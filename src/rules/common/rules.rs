use regex::Captures;
use serde_json::json;

use crate::rules::helpers::{at_line_end, followed_by_end_or_capital, is_terminal_punctuation, replace_followed_by};
use crate::{LiveAffinity, Queue, RuleContext, RuleDef, normalize_quotes};

const NBSP: char = '\u{00A0}';

pub fn rule_quote() -> RuleDef {
    rule! {
        name: "common/punctuation/quote",
        settings: json!({
            "ru": {"left": "«„‚", "right": "»“‘", "collapse_duplicates": true},
            "en": {"left": "“‘", "right": "”’"}
        }),
        handler: quote
    }
}

/// No-op for locales without a quote table.
fn quote(text: &str, ctx: &RuleContext<'_>) -> String {
    match ctx.quote_table() {
        Some(table) => normalize_quotes(text, &table),
        None => text.to_string(),
    }
}

/// `<a …>«x»</a>` → `«<a …>x</a>»`. Runs in `end` so the link tags are
/// visible again.
pub fn rule_quote_link() -> RuleDef {
    rule! { name: "common/punctuation/quoteLink", queue: Queue::End, handler: quote_link }
}

fn quote_link(text: &str, ctx: &RuleContext<'_>) -> String {
    let Some(table) = ctx.quote_table() else { return text.to_string() };
    let (Some(left), Some(right)) = (table.left(0), table.right(0)) else { return text.to_string() };
    if !text.contains(left) {
        return text.to_string();
    }

    regex!(r"(?is)(<a\s[^>]*?>)(.*?)(</a>)")
        .replace_all(text, |caps: &Captures<'_>| {
            let inner = caps[2].strip_prefix(left).and_then(|rest| rest.strip_suffix(right));
            match inner {
                Some(inner) => format!("{left}{}{inner}{}{right}", &caps[1], &caps[3]),
                None => caps[0].to_string(),
            }
        })
        .into_owned()
}

pub fn rule_apostrophe() -> RuleDef {
    rule! { name: "common/punctuation/apostrophe", handler: apostrophe }
}

/// `'` between two letters becomes `’`.
fn apostrophe(text: &str, _: &RuleContext<'_>) -> String {
    if !text.contains('\'') {
        return text.to_string();
    }
    let chars: Vec<char> = text.chars().collect();
    chars
        .iter()
        .enumerate()
        .map(|(i, &c)| {
            let between_letters = i > 0
                && chars[i - 1].is_alphabetic()
                && chars.get(i + 1).is_some_and(|n| n.is_alphabetic());
            if c == '\'' && between_letters { '’' } else { c }
        })
        .collect()
}

pub fn rule_before_bracket() -> RuleDef {
    rule! { name: "common/space/beforeBracket", handler: before_bracket }
}

fn before_bracket(text: &str, _: &RuleContext<'_>) -> String {
    regex!(r"([\p{L}.!?,;…)])\(").replace_all(text, "$1 (").into_owned()
}

pub fn rule_del_repeat_space() -> RuleDef {
    rule! { name: "common/space/delRepeatSpace", handler: del_repeat_space }
}

/// Runs of spaces and tabs after a visible character collapse to one space,
/// unless the run ends the line.
fn del_repeat_space(text: &str, _: &RuleContext<'_>) -> String {
    replace_followed_by(
        regex!(r"([^\s])[ \t]{2,}"),
        text,
        |_, rest| !rest.starts_with('\n'),
        |caps: &Captures<'_>| format!("{} ", &caps[1]),
    )
}

pub fn rule_after_number() -> RuleDef {
    rule! { name: "common/nbsp/afterNumber", disabled: true, handler: after_number }
}

fn after_number(text: &str, _: &RuleContext<'_>) -> String {
    regex!(r"(^|\D)(\d{1,5}) (\p{L}{2,})").replace_all(text, "${1}${2}\u{00A0}${3}").into_owned()
}

pub fn rule_before_short_last_word() -> RuleDef {
    rule! {
        name: "common/nbsp/beforeShortLastWord",
        settings: json!({"length_last_word": 3}),
        handler: before_short_last_word
    }
}

fn before_short_last_word(text: &str, ctx: &RuleContext<'_>) -> String {
    let max = ctx.usize_setting("length_last_word").unwrap_or(3);
    if max == 0 {
        return text.to_string();
    }
    replace_followed_by(
        regex!(r"([\p{Ll}\d]) (\p{L}+)([.!?…])"),
        text,
        |caps, rest| caps[2].chars().count() <= max && followed_by_end_or_capital(rest),
        |caps| format!("{}{NBSP}{}{}", &caps[1], &caps[2], &caps[3]),
    )
}

pub fn rule_before_short_last_number() -> RuleDef {
    rule! {
        name: "common/nbsp/beforeShortLastNumber",
        live: LiveAffinity::RequiredNotLive,
        settings: json!({"length_last_number": 2}),
        handler: before_short_last_number
    }
}

fn before_short_last_number(text: &str, ctx: &RuleContext<'_>) -> String {
    let max = ctx.usize_setting("length_last_number").unwrap_or(2);
    if max == 0 {
        return text.to_string();
    }
    let right_quote = ctx.quote_table().and_then(|t| t.right(0));

    replace_followed_by(
        regex!(r"(\p{L}) (\d+)"),
        text,
        |caps, rest| caps[2].chars().count() <= max && ends_after_number(rest, right_quote),
        |caps| format!("{}{NBSP}{}", &caps[1], &caps[2]),
    )
}

/// Optional sign or closing quote, then the end of the line or a sentence end.
fn ends_after_number(rest: &str, right_quote: Option<char>) -> bool {
    let mut rest = rest;
    if let Some(c) = rest.chars().next() {
        if "-+−%'\"".contains(c) || Some(c) == right_quote {
            rest = &rest[c.len_utf8()..];
        }
    }
    if at_line_end(rest) {
        return true;
    }

    let mut chars = rest.chars();
    match chars.next() {
        Some(c) if is_terminal_punctuation(c) => {
            let after = chars.as_str();
            at_line_end(after) || followed_by_end_or_capital(after)
        }
        _ => false,
    }
}

pub fn get() -> Vec<RuleDef> {
    vec![
        rule_quote(),
        rule_quote_link(),
        rule_apostrophe(),
        rule_before_bracket(),
        rule_del_repeat_space(),
        rule_after_number(),
        rule_before_short_last_word(),
        rule_before_short_last_number(),
    ]
}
________________________
Would you return all of the data exactly as it stands above?

*OUTPUT BELOW:*
filename src/rules/common/rules.rs
use regex::Captures;
use serde_json::json;

use crate::rules::helpers::{at_line_end, followed_by_end_or_capital, is_terminal_punctuation, replace_followed_by};
use crate::{LiveAffinity, Queue, RuleContext, RuleDef, normalize_quotes};

const NBSP: char = '\u{00A0}';

pub fn rule_quote() -> RuleDef {
    rule! {
        name: "common/punctuation/quote",
        settings: json!({
            "ru": {"left": "«„‚", "right": "»“‘", "collapse_duplicates": true},
            "en": {"left": "“‘", "right": "”’"}
        }),
        handler: quote
    }
}

/// No-op for locales without a quote table.
fn quote(text: &str, ctx: &RuleContext<'_>) -> String {
    match ctx.quote_table() {
        Some(table) => normalize_quotes(text, &table),
        None => text.to_string(),
    }
}

/// `<a …>«x»</a>` → `«<a …>x</a>»`. Runs in `end` so the link tags are
/// visible again.
pub fn rule_quote_link() -> RuleDef {
    rule! { name: "common/punctuation/quoteLink", queue: Queue::End, handler: quote_link }
}

fn quote_link(text: &str, ctx: &RuleContext<'_>) -> String {
    let Some(table) = ctx.quote_table() else { return text.to_string() };
    let (Some(left), Some(right)) = (table.left(0), table.right(0)) else { return text.to_string() };
    if !text.contains(left) {
        return text.to_string();
    }

    regex!(r"(?is)(<a\s[^>]*?>)(.*?)(</a>)")
        .replace_all(text, |caps: &Captures<'_>| {
            let inner = caps[2].strip_prefix(left).and_then(|rest| rest.strip_suffix(right));
            match inner {
                Some(inner) => format!("{left}{}{inner}{}{right}", &caps[1], &caps[3]),
                None => caps[0].to_string(),
            }
        })
        .into_owned()
}

pub fn rule_apostrophe() -> RuleDef {
    rule! { name: "common/punctuation/apostrophe", handler: apostrophe }
}

/// `'` between two letters becomes `’`.
fn apostrophe(text: &str, _: &RuleContext<'_>) -> String {
    if !text.contains('\'') {
        return text.to_string();
    }
    let chars: Vec<char> = text.chars().collect();
    chars
        .iter()
        .enumerate()
        .map(|(i, &c)| {
            let between_letters = i > 0
                && chars[i - 1].is_alphabetic()
                && chars.get(i + 1).is_some_and(|n| n.is_alphabetic());
            if c == '\'' && between_letters { '’' } else { c }
        })
        .collect()
}

pub fn rule_before_bracket() -> RuleDef {
    rule! { name: "common/space/beforeBracket", handler: before_bracket }
}

fn before_bracket(text: &str, _: &RuleContext<'_>) -> String {
    regex!(r"([\p{L}.!?,;…)])\(").replace_all(text, "$1 (").into_owned()
}

pub fn rule_del_repeat_space() -> RuleDef {
    rule! { name: "common/space/delRepeatSpace", handler: del_repeat_space }
}

/// Runs of spaces and tabs after a visible character collapse to one space,
/// unless the run ends the line.
fn del_repeat_space(text: &str, _: &RuleContext<'_>) -> String {
    replace_followed_by(
        regex!(r"([^\s])[ \t]{2,}"),
        text,
        |_, rest| !rest.starts_with('\n'),
        |caps: &Captures<'_>| format!("{} ", &caps[1]),
    )
}

pub fn rule_after_number() -> RuleDef {
    rule! { name: "common/nbsp/afterNumber", disabled: true, handler: after_number }
}

fn after_number(text: &str, _: &RuleContext<'_>) -> String {
    regex!(r"(^|\D)(\d{1,5}) (\p{L}{2,})").replace_all(text, "${1}${2}\u{00A0}${3}").into_owned()
}

pub fn rule_before_short_last_word() -> RuleDef {
    rule! {
        name: "common/nbsp/beforeShortLastWord",
        settings: json!({"length_last_word": 3}),
        handler: before_short_last_word
    }
}

fn before_short_last_word(text: &str, ctx: &RuleContext<'_>) -> String {
    let max = ctx.usize_setting("length_last_word").unwrap_or(3);
    if max == 0 {
        return text.to_string();
    }
    replace_followed_by(
        regex!(r"([\p{Ll}\d]) (\p{L}+)([.!?…])"),
        text,
        |caps, rest| caps[2].chars().count() <= max && followed_by_end_or_capital(rest),
        |caps| format!("{}{NBSP}{}{}", &caps[1], &caps[2], &caps[3]),
    )
}

pub fn rule_before_short_last_number() -> RuleDef {
    rule! {
        name: "common/nbsp/beforeShortLastNumber",
        live: LiveAffinity::RequiredNotLive,
        settings: json!({"length_last_number": 2}),
        handler: before_short_last_number
    }
}

fn before_short_last_number(text: &str, ctx: &RuleContext<'_>) -> String {
    let max = ctx.usize_setting("length_last_number").unwrap_or(2);
    if max == 0 {
        return text.to_string();
    }
    let right_quote = ctx.quote_table().and_then(|t| t.right(0));

    replace_followed_by(
        regex!(r"(\p{L}) (\d+)"),
        text,
        |caps, rest| caps[2].chars().count() <= max && ends_after_number(rest, right_quote),
        |caps| format!("{}{NBSP}{}", &caps[1], &caps[2]),
    )
}

/// Optional sign or closing quote, then the end of the line or a sentence end.
fn ends_after_number(rest: &str, right_quote: Option<char>) -> bool {
    let mut rest = rest;
    if let Some(c) = rest.chars().next() {
        if "-+−%'\"".contains(c) || Some(c) == right_quote {
            rest = &rest[c.len_utf8()..];
        }
    }
    if at_line_end(rest) {
        return true;
    }

    let mut chars = rest.chars();
    match chars.next() {
        Some(c) if is_terminal_punctuation(c) => {
            let after = chars.as_str();
            at_line_end(after) || followed_by_end_or_capital(after)
        }
        _ => false,
    }
}

pub fn get() -> Vec<RuleDef> {
    vec![
        rule_quote(),
        rule_quote_link(),
        rule_apostrophe(),
        rule_before_bracket(),
        rule_del_repeat_space(),
        rule_after_number(),
        rule_before_short_last_word(),
        rule_before_short_last_number(),
    ]
}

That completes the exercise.